Can you get him a crate and get him used to it?


----------



## 1sttimeforgsd (Jul 29, 2010)

That handsome, innocent looking face. I have never been faced with that problem, is there a room in your house that is kinda pet proof that he could be put in when you have to leave? I would have no idea, if he continues to destroy things I would either put him in a safe room or a crate.


----------



## GusGus (Oct 24, 2012)

msvette2u, how exactly would I get him used to a crate?


----------



## k9carrie (Oct 22, 2012)

Hi...welcome! At his age your dog is like a teenager,testing what he can get away with. This is normal for some dogs & doesn't mean he wants to be bad. What he may need is more rules rather than freedoms. What this means is start some training and practice it regularly-mostly around your home if that is where he is left alone. In addition a REALLY tired dog has less energy to chew,etc. There are alot of other things to try, but this is a start!
Good luck!


----------



## GusGus (Oct 24, 2012)

I've been working with him as much as his attention span will allow me. 
Would it be a good idea to try to associate being alone with a toy or a treat? Or would that just blow up in my face? I tried leaving him with a toy and it seemed to help..im just hoping its teaching a good behavior.


----------



## msvette2u (Mar 20, 2006)

GusGus said:


> msvette2u, how exactly would I get him used to a crate?
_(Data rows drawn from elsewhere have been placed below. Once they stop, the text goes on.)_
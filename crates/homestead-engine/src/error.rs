//! Error types for the engine.
//!
//! User-facing refusals are not errors; see [`crate::rejection`]. A
//! [`HandlerError`] means the request could not be served at all and the
//! transaction was rolled back.

use homestead_core::board::BoardError;
use homestead_core::config::ConfigError;
use homestead_core::payload::PayloadError;
use homestead_core::scheduler::SchedulerError;
use homestead_db::DbError;
use homestead_types::{CatalogError, EntityError, PlotType};

/// Errors that abort a single handler invocation.
#[derive(Debug, thiserror::Error)]
pub enum HandlerError {
    /// The store failed; nothing was committed.
    #[error("database error: {0}")]
    Db(#[from] DbError),

    /// A value failed entity validation.
    #[error("entity error: {0}")]
    Entity(#[from] EntityError),

    /// The board could not be assembled from stored plots.
    #[error("board error: {0}")]
    Board(#[from] BoardError),

    /// A button id could not be decoded.
    #[error("payload error: {0}")]
    Payload(#[from] PayloadError),

    /// A catalog key could not be resolved.
    #[error("catalog error: {0}")]
    Catalog(#[from] CatalogError),

    /// The catalog has no animal for a habitat.
    #[error("no animal can live on a {0} plot")]
    EmptyHabitat(PlotType),

    /// An amount computation overflowed.
    #[error("amount overflow: {0}")]
    Overflow(&'static str),
}

impl From<sqlx::Error> for HandlerError {
    fn from(e: sqlx::Error) -> Self {
        Self::Db(DbError::from(e))
    }
}

impl HandlerError {
    /// Plain text shown to the user. Internal detail stays in the logs.
    pub const fn user_message(&self) -> &'static str {
        match self {
            Self::Payload(_) => "That button is no longer valid.",
            _ => "Something went wrong, please try again later.",
        }
    }
}

/// Top-level errors for the service binary.
#[derive(Debug, thiserror::Error)]
pub enum EngineError {
    /// Configuration could not be loaded.
    #[error("config error: {0}")]
    Config(#[from] ConfigError),

    /// The database could not be reached or migrated.
    #[error("database error: {0}")]
    Db(#[from] DbError),

    /// The production scheduler did not stop cleanly.
    #[error("scheduler error: {0}")]
    Scheduler(#[from] SchedulerError),

    /// Waiting for the shutdown signal failed.
    #[error("signal error: {0}")]
    Signal(#[from] std::io::Error),
}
You would acquire the crate and begin associating it with good things, such as leaving the door open, feeding him in it, etc.
Then gradually shut the door, like when he's eating, and gradually start leaving like 10 min. or so, coming back, praising, etc.

It's a gradual process and should work out fine for him and you, and keep him safe while you're gone.


----------



## k9carrie (Oct 22, 2012)

Leaving him with a toy won't give him any bad habits-make it a edible or heavy duty toy like nylabone or kong and/or make it a puzzle toy like puzzle ball with kibble inside. Try running him 30 minutes right before you leave him. The crate will limit his chewing but it may not help with his anxiety. You will be more successful if you address both. Good luck!


----------



## GusGus (Oct 24, 2012)

Thank you guys so much! Ill try these things and hopefully it will make my wallet feel better and most importantly my puppy!


----------



## Zeeva (Aug 10, 2010)

Sorry I have no advice for you. But I just wanna say welcome. I felt nostalgia over your post because when I first posted I told everyone it was my first post too (der does that make sense? lol). I was a little intimidated. I hope you feel welcome here though!


----------